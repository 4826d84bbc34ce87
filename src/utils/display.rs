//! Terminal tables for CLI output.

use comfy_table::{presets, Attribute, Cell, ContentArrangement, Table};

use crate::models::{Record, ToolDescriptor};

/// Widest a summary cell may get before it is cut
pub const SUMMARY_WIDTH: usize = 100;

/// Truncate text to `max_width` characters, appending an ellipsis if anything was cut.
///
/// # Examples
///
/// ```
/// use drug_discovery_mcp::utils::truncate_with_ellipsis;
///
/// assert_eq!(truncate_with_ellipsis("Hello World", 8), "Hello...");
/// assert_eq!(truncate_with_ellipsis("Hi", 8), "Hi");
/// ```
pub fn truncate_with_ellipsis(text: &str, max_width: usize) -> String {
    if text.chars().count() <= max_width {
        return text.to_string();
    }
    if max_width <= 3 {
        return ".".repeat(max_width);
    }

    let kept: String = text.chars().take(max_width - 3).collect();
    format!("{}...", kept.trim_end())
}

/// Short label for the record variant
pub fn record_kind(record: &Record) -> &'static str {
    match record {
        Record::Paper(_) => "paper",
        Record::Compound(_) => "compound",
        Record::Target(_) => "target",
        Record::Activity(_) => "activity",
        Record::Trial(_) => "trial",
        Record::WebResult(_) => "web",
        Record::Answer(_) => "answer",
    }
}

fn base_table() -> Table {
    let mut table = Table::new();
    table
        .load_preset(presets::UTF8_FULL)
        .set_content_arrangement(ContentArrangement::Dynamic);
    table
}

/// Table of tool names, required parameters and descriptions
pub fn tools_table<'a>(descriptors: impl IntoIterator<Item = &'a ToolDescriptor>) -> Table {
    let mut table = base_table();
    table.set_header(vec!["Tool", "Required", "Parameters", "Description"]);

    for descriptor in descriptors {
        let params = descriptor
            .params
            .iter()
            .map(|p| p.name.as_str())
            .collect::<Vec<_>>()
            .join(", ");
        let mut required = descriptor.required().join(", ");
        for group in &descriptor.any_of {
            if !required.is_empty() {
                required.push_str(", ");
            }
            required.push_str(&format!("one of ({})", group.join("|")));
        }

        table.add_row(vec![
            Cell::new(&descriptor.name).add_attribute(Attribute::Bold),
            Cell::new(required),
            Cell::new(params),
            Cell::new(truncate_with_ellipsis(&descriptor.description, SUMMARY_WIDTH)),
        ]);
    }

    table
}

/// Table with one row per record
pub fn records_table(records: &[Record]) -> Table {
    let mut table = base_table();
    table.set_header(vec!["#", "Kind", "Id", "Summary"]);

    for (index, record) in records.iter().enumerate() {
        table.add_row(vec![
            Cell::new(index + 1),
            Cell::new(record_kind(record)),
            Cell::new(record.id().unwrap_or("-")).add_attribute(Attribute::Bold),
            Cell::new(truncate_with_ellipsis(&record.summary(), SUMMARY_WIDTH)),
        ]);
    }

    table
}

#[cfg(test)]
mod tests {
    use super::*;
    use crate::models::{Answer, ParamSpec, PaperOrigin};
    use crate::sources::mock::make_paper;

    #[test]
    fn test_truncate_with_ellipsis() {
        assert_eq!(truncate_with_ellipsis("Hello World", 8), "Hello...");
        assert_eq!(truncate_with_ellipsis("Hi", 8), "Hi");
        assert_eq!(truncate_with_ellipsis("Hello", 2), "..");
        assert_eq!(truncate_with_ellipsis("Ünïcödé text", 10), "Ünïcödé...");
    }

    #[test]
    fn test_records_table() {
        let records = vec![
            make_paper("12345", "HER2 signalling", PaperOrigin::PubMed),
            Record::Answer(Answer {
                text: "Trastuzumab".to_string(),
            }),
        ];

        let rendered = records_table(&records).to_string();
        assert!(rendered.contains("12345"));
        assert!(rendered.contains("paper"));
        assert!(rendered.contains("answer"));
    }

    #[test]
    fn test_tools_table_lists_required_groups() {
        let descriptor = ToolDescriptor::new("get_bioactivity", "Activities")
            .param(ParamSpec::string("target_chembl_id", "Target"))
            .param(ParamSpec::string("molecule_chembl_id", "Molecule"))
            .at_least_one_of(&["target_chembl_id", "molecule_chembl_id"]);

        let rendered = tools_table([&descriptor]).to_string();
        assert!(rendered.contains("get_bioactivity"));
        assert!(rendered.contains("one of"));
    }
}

▶ **Exercise aim**
Print out the whole of the material exactly, line for line.

▶ **Reply to the exercise**
repository 4826d84bbc34ce87
filename src/utils/display.rs
//! Terminal tables for CLI output.

use comfy_table::{presets, Attribute, Cell, ContentArrangement, Table};

use crate::models::{Record, ToolDescriptor};

/// Widest a summary cell may get before it is cut
pub const SUMMARY_WIDTH: usize = 100;

/// Truncate text to `max_width` characters, appending an ellipsis if anything was cut.
///
/// # Examples
///
/// ```
/// use drug_discovery_mcp::utils::truncate_with_ellipsis;
///
/// assert_eq!(truncate_with_ellipsis("Hello World", 8), "Hello...");
/// assert_eq!(truncate_with_ellipsis("Hi", 8), "Hi");
/// ```
pub fn truncate_with_ellipsis(text: &str, max_width: usize) -> String {
    if text.chars().count() <= max_width {
        return text.to_string();
    }
    if max_width <= 3 {
        return ".".repeat(max_width);
    }

    let kept: String = text.chars().take(max_width - 3).collect();
    format!("{}...", kept.trim_end())
}

/// Short label for the record variant
pub fn record_kind(record: &Record) -> &'static str {
    match record {
        Record::Paper(_) => "paper",
        Record::Compound(_) => "compound",
        Record::Target(_) => "target",
        Record::Activity(_) => "activity",
        Record::Trial(_) => "trial",
        Record::WebResult(_) => "web",
        Record::Answer(_) => "answer",
    }
}

fn base_table() -> Table {
    let mut table = Table::new();
    table
        .load_preset(presets::UTF8_FULL)
        .set_content_arrangement(ContentArrangement::Dynamic);
    table
}

/// Table of tool names, required parameters and descriptions
pub fn tools_table<'a>(descriptors: impl IntoIterator<Item = &'a ToolDescriptor>) -> Table {
    let mut table = base_table();
    table.set_header(vec!["Tool", "Required", "Parameters", "Description"]);

    for descriptor in descriptors {
        let params = descriptor
            .params
            .iter()
            .map(|p| p.name.as_str())
            .collect::<Vec<_>>()
            .join(", ");
        let mut required = descriptor.required().join(", ");
        for group in &descriptor.any_of {
            if !required.is_empty() {
                required.push_str(", ");
            }
            required.push_str(&format!("one of ({})", group.join("|")));
        }

        table.add_row(vec![
            Cell::new(&descriptor.name).add_attribute(Attribute::Bold),
            Cell::new(required),
            Cell::new(params),
            Cell::new(truncate_with_ellipsis(&descriptor.description, SUMMARY_WIDTH)),
        ]);
    }

    table
}

/// Table with one row per record
pub fn records_table(records: &[Record]) -> Table {
    let mut table = base_table();
    table.set_header(vec!["#", "Kind", "Id", "Summary"]);

    for (index, record) in records.iter().enumerate() {
        table.add_row(vec![
            Cell::new(index + 1),
            Cell::new(record_kind(record)),
            Cell::new(record.id().unwrap_or("-")).add_attribute(Attribute::Bold),
            Cell::new(truncate_with_ellipsis(&record.summary(), SUMMARY_WIDTH)),
        ]);
    }

    table
}

#[cfg(test)]
mod tests {
    use super::*;
    use crate::models::{Answer, ParamSpec, PaperOrigin};
    use crate::sources::mock::make_paper;

    #[test]
    fn test_truncate_with_ellipsis() {
        assert_eq!(truncate_with_ellipsis("Hello World", 8), "Hello...");
        assert_eq!(truncate_with_ellipsis("Hi", 8), "Hi");
        assert_eq!(truncate_with_ellipsis("Hello", 2), "..");
        assert_eq!(truncate_with_ellipsis("Ünïcödé text", 10), "Ünïcödé...");
    }

    #[test]
    fn test_records_table() {
        let records = vec![
            make_paper("12345", "HER2 signalling", PaperOrigin::PubMed),
            Record::Answer(Answer {
                text: "Trastuzumab".to_string(),
            }),
        ];

        let rendered = records_table(&records).to_string();
        assert!(rendered.contains("12345"));
        assert!(rendered.contains("paper"));
        assert!(rendered.contains("answer"));
    }

    #[test]
    fn test_tools_table_lists_required_groups() {
        let descriptor = ToolDescriptor::new("get_bioactivity", "Activities")
            .param(ParamSpec::string("target_chembl_id", "Target"))
            .param(ParamSpec::string("molecule_chembl_id", "Molecule"))
            .at_least_one_of(&["target_chembl_id", "molecule_chembl_id"]);

        let rendered = tools_table([&descriptor]).to_string();
        assert!(rendered.contains("get_bioactivity"));
        assert!(rendered.contains("one of"));
    }
}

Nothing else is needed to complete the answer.